1, 5-Benzoxathiepin Derivatives. III. Optical Resolution of Methyl (±)-cis-3-Hydroxy-4-[3-(4-phenyl-1-piperazinyl)propyl]-3, 4-dihydro-2H-1, 5-benzoxathiepin-4-carboxylate Hydrochloride ((±)-CV-5197) with Selective 5-Hydroxytryptamine₂(5-HT₂)-Antagonistic Activity

Abstract

The selective 5-HT₂-receptor antagonist, methyl (±)-cis-3-hydroxy-4-[3-(4-phenyl-1-piperazinyl)propyl]-3, 4-dihydro-2H-1, 5-benzoxathiepin-4-carboxylate hydrochloride ((±)-CV-5197) was resolved in high optical purity using (R)-(-)- and (S)-(+)-1, 1'- binaphthyl-2, 2'-diyl hydrogen phosphates ((R)-(-)- and (S)-(+)-BNP).

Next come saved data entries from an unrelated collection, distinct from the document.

use crate::request::RequestMetadata;
use serde::{Deserialize, Serialize};
use std::collections::BTreeSet;
use std::sync::Arc;

/// One formal parameter of an RPC method, by position.
#[derive(Clone, Debug, Serialize, Deserialize, PartialEq, Eq, PartialOrd, Ord, Hash)]
pub struct MethodParameterMetadata {
    pub index: usize,
    pub name: String,
    pub r#type: String,
}

/// Descriptor of the RPC method backing an exposed operation.
#[derive(Clone, Debug, Serialize, Deserialize, PartialEq, Eq, PartialOrd, Ord, Hash)]
pub struct MethodMetadata {
    pub name: String,
    #[serde(default, skip_serializing_if = "Vec::is_empty")]
    pub params: Vec<MethodParameterMetadata>,
    #[serde(default, skip_serializing_if = "Option::is_none")]
    pub return_type: Option<String>,
}

impl MethodMetadata {
    pub fn named(name: impl Into<String>) -> Self {
        MethodMetadata {
            name: name.into(),
            params: Vec::new(),
            return_type: None,
        }
    }
}

/// One exposed operation: how it is reached over REST plus which RPC method
/// services it.
#[derive(Clone, Debug, Serialize, Deserialize, PartialEq, Eq, PartialOrd, Ord, Hash)]
pub struct RestMethodMetadata {
    pub method: MethodMetadata,
    pub request: RequestMetadata,
}

/// Full REST surface of one exported RPC service, published under the owning
/// application's name.
///
/// `meta` deduplicates structurally equal operations and iterates in a
/// deterministic order, so repeated exports of the same service collapse and
/// downstream indexing is stable across runs.
#[derive(Clone, Debug, Serialize, Deserialize, PartialEq, Eq, PartialOrd, Ord, Hash)]
pub struct ServiceRestMetadata {
    pub name: String,
    #[serde(default, skip_serializing_if = "BTreeSet::is_empty")]
    pub meta: BTreeSet<RestMethodMetadata>,
}

impl ServiceRestMetadata {
    pub fn new(name: impl Into<String>) -> Self {
        ServiceRestMetadata {
            name: name.into(),
            meta: BTreeSet::new(),
        }
    }

    pub fn with_operation(mut self, operation: RestMethodMetadata) -> Self {
        self.meta.insert(operation);
        self
    }
}

/// Successful match result: the exporting service and the one operation whose
/// matcher accepted the request.
#[derive(Clone, Debug, PartialEq, Eq)]
pub struct ResolvedEndpoint {
    pub service: Arc<ServiceRestMetadata>,
    pub method: RestMethodMetadata,
}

The absolute configuration of (+)-CV-5197 was determined to be 3S, 4R by X-ray crystallographic analysis. In the binding assay, it was demonstrated that (+)-CV-5197 was a more active isomer (IC₅₀=23 nM±6.3) for 5-HT₂ receptor binding than the (-)-enantiomer (IC₅₀=1600 nM±82). (+)-CV-5197 completely inhibited the 5-HT-induced contraction of the isolated pig coronary artery at a concentration of 3×10^-7 M, whereas (-)-CV-5197 showed little antagonistic activity, even at 3×10^-4 M. Thus, the agreement between the results of the binding assays and the biological activities for the 3S, 4R enantiomer of CV-5197 suggeste that its physiological activiy is probaly exerted through 5-HT₂-receptor antagonism.